Arrivée à Rome en 1945, elle améliore son ordinaire en dessinant portraits et caricatures qu'elle vend aux soldats américains. La jeune femme obtient une bourse pour étudier à l'Académie des beaux-arts et se voit, dans la rue, proposer de faire de la figuration dans un film, L'Aigle noir, de Riccardo Freda. Elle accepte pour pouvoir se payer des leçons de chant... « Je ne considérais pas le cinéma comme un art. La peinture, la sculpture, la musique, oui ! J'ai appris ensuite que l'on pouvait être une artiste en tournant devant une caméra. »
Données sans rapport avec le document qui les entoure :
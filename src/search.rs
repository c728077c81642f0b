use crate::{
    error::{AppError, AppResult},
    models::SearchResult,
    provider::LookupProvider,
};

pub const EMPTY_TITLE: &str = "Please enter a movie title";
pub const NO_RESULTS: &str = "No movies found.";

/// Trimmed title, or `InvalidInput` when nothing is left to search for
pub fn normalize_title(input: &str) -> AppResult<String> {
    let title = input.trim();
    if title.is_empty() {
        return Err(AppError::InvalidInput(EMPTY_TITLE.to_string()));
    }
    Ok(title.to_string())
}

pub fn run(provider: &dyn LookupProvider, title: &str) -> AppResult<Vec<SearchResult>> {
    let results = provider.search(title)?;
    tracing::info!(
        provider = provider.name(),
        title,
        count = results.len(),
        "Search completed"
    );
    Ok(results)
}

pub fn searching_status(title: &str) -> String {
    format!("Searching for '{}'...", title)
}

pub fn completed_status(results: &[SearchResult]) -> String {
    if results.is_empty() {
        NO_RESULTS.to_string()
    } else {
        format!("Found {} movies", results.len())
    }
}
Fanfan la Tulipe la consacre en 1951. La « Lollo » devient une star, que les grands réalisateurs s'arrachent. À tel point que Marilyn Monroe lui dit un jour à New York : « Sais-tu qu'ici ils m'appellent la Lollobrigida d'Amérique ? » Mais la déesse italienne garde les pieds sur terre. Car il y a chez elle une volonté farouche d'indépendance qu'aucun pont d'or, qu'aucune caméra n'a jamais pu entamer. Elle le dit sans regret. « Au cinéma, je pouvais rarement m'exprimer, j'étais utilisée comme un objet. L'acteur n'est pas le maître du film. Ma revanche a été d'être la seule actrice italienne à faire une carrière sans l'aide de personne, ni mari producteur, ni petit ami réalisateur. »
Dans les années 1970, elle se lance dans la photographie. D'objet, elle devient sujet au même titre que les portraits qu'elle saisit de Kennedy, Indira Gandhi, Castro, Gagarine... « Toute ma vie, j'avais été regardée, et là, c'était moi qui regardais le monde. C'était beaucoup plus intéressant. Finalement, je n'ai rien à regretter de ma vie. »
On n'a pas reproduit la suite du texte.